Personal information
- Date of birth: January 30, 1982 (age 44)
- Place of birth: Fredericksburg, Virginia, United States
- Height: 5 ft 11 in (1.80 m)
- Position: Defender

Youth career
- 2000–2003: Wake Forest Demon Deacons

Senior career*
- Years: Team / Apps / (Gls)
- 2004–2005: Charleston Battery / 12 / (0)
- 2006–2009: Richmond Kickers / 81 / (2)

Managerial career
- 2017–2024: Columbus Crew (academy)
- 2024: Columbus Crew 2
- 2025–: San Diego FC (assistant)

= Kelvin Jones (soccer) =

American soccer player & coach (born 1982)
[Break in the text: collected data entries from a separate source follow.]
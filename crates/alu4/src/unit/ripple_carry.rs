//! Ripple-carry adder built from gate primitives.
//!
//! Four full-adder stages are chained from the least significant bit
//! (index 3) to the most significant (index 0). Each stage is two half
//! adders joined by an OR:
//!
//! - Propagate: `p = XOR(a[i], b[i])`
//! - Sum bit: `s[i] = XOR(p, c_in)`
//! - Carry out: `c_out = OR(AND(c_in, p), AND(a[i], b[i]))`
//!
//! The carry out of index 0 is dropped. The unit models a 4-bit ALU without
//! overflow detection, so the sum is exact modulo 16.
//!
//! # Gate Count
//!
//! | Stage | XOR | AND | OR |
//! |-------|-----|-----|----|
//! | 1 bit | 2 | 2 | 1 |
//! | 4 bit | 8 | 8 | 4 |

use crate::gate::{Bit, GatePrimitives};
use crate::register::{Register, REG_SIZE};

/// Ripple-carry adder.
///
/// A namespace for the adder; it holds no state.
pub struct RippleCarryAdder;

impl RippleCarryAdder {
    /// One full-adder stage: returns `(sum, carry_out)`.
    ///
    /// Gates fire in the order XOR, XOR, AND, AND, OR.
    #[inline]
    pub fn full_adder<G>(gates: &G, a: Bit, b: Bit, carry_in: Bit) -> (Bit, Bit)
    where
        G: GatePrimitives + ?Sized,
    {
        let propagate = gates.xor(a, b);
        let sum = gates.xor(carry_in, propagate);
        let carry_out = gates.or(gates.and(carry_in, propagate), gates.and(a, b));
        (sum, carry_out)
    }

    /// Adds two registers modulo 16.
    ///
    /// # Example
    ///
    /// ```
    /// use alu4::gate::ScalarGates;
    /// use alu4::unit::RippleCarryAdder;
    /// use alu4::Register;
    ///
    /// let a = Register::from_value(9).unwrap();
    /// let b = Register::from_value(8).unwrap();
    /// assert_eq!(RippleCarryAdder::add(&ScalarGates, a, b).value(), 1);
    /// ```
    pub fn add<G>(gates: &G, a: Register, b: Register) -> Register
    where
        G: GatePrimitives + ?Sized,
    {
        let (a_bits, b_bits) = (a.bits(), b.bits());
        let mut result = [Bit::ZERO; REG_SIZE];
        let mut carry = Bit::ZERO;

        for index in (0..REG_SIZE).rev() {
            let (sum, carry_out) = Self::full_adder(gates, a_bits[index], b_bits[index], carry);
            tracing::trace!(
                index,
                a = a_bits[index].value(),
                b = b_bits[index].value(),
                carry_in = carry.value(),
                sum = sum.value(),
                carry_out = carry_out.value(),
                "full adder stage"
            );
            result[index] = sum;
            carry = carry_out;
        }

        Register::from_bits(result)
    }
}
Kelvin Jones (born January 30, 1982) is an American soccer coach and former player. He is an assistant coach for Major League Soccer club San Diego FC.

==Club career==

===Early career===
Jones attended Massaponax High School, where he was named the 2000 Virginia High School Player of the Year, and was a member of the Region I ODP and adidas ESP Teams, and played college soccer at Wake Forest University, where he made 61 appearances over four seasons registered four goals and five assists.

===Professional===
Jones turned professional in 2004 when he signed with the Charleston Battery of the USL First Division. Injury limited his time with the Battery to just 12 appearances in two years, and he was waived by the team at the end of the 2005 season. He subsequently signed for the Richmond Kickers and has been with the team ever since, making over 80 appearances in total. He was part of the Richmond teams which won the USL Second Division championships in 2006 and 2009.
Jones is one of the founders and player/coach of the semi-pro indoor soccer team the Fredericksburg Generals of the PASL.

==Coaching career==
In 2017, Jones joined the Columbus Crew SC Academy as a head coach for their U-12 boys team. In September 2020 he was named the Crew SC Academy Director.

Jones was announced as head coach of Columbus Crew 2 on March 13, 2024. The team finished as runners-up in the Eastern Conference Final under Jones, who left the organization in December. He was named an assistant coach for MLS expansion team San Diego FC on December 18.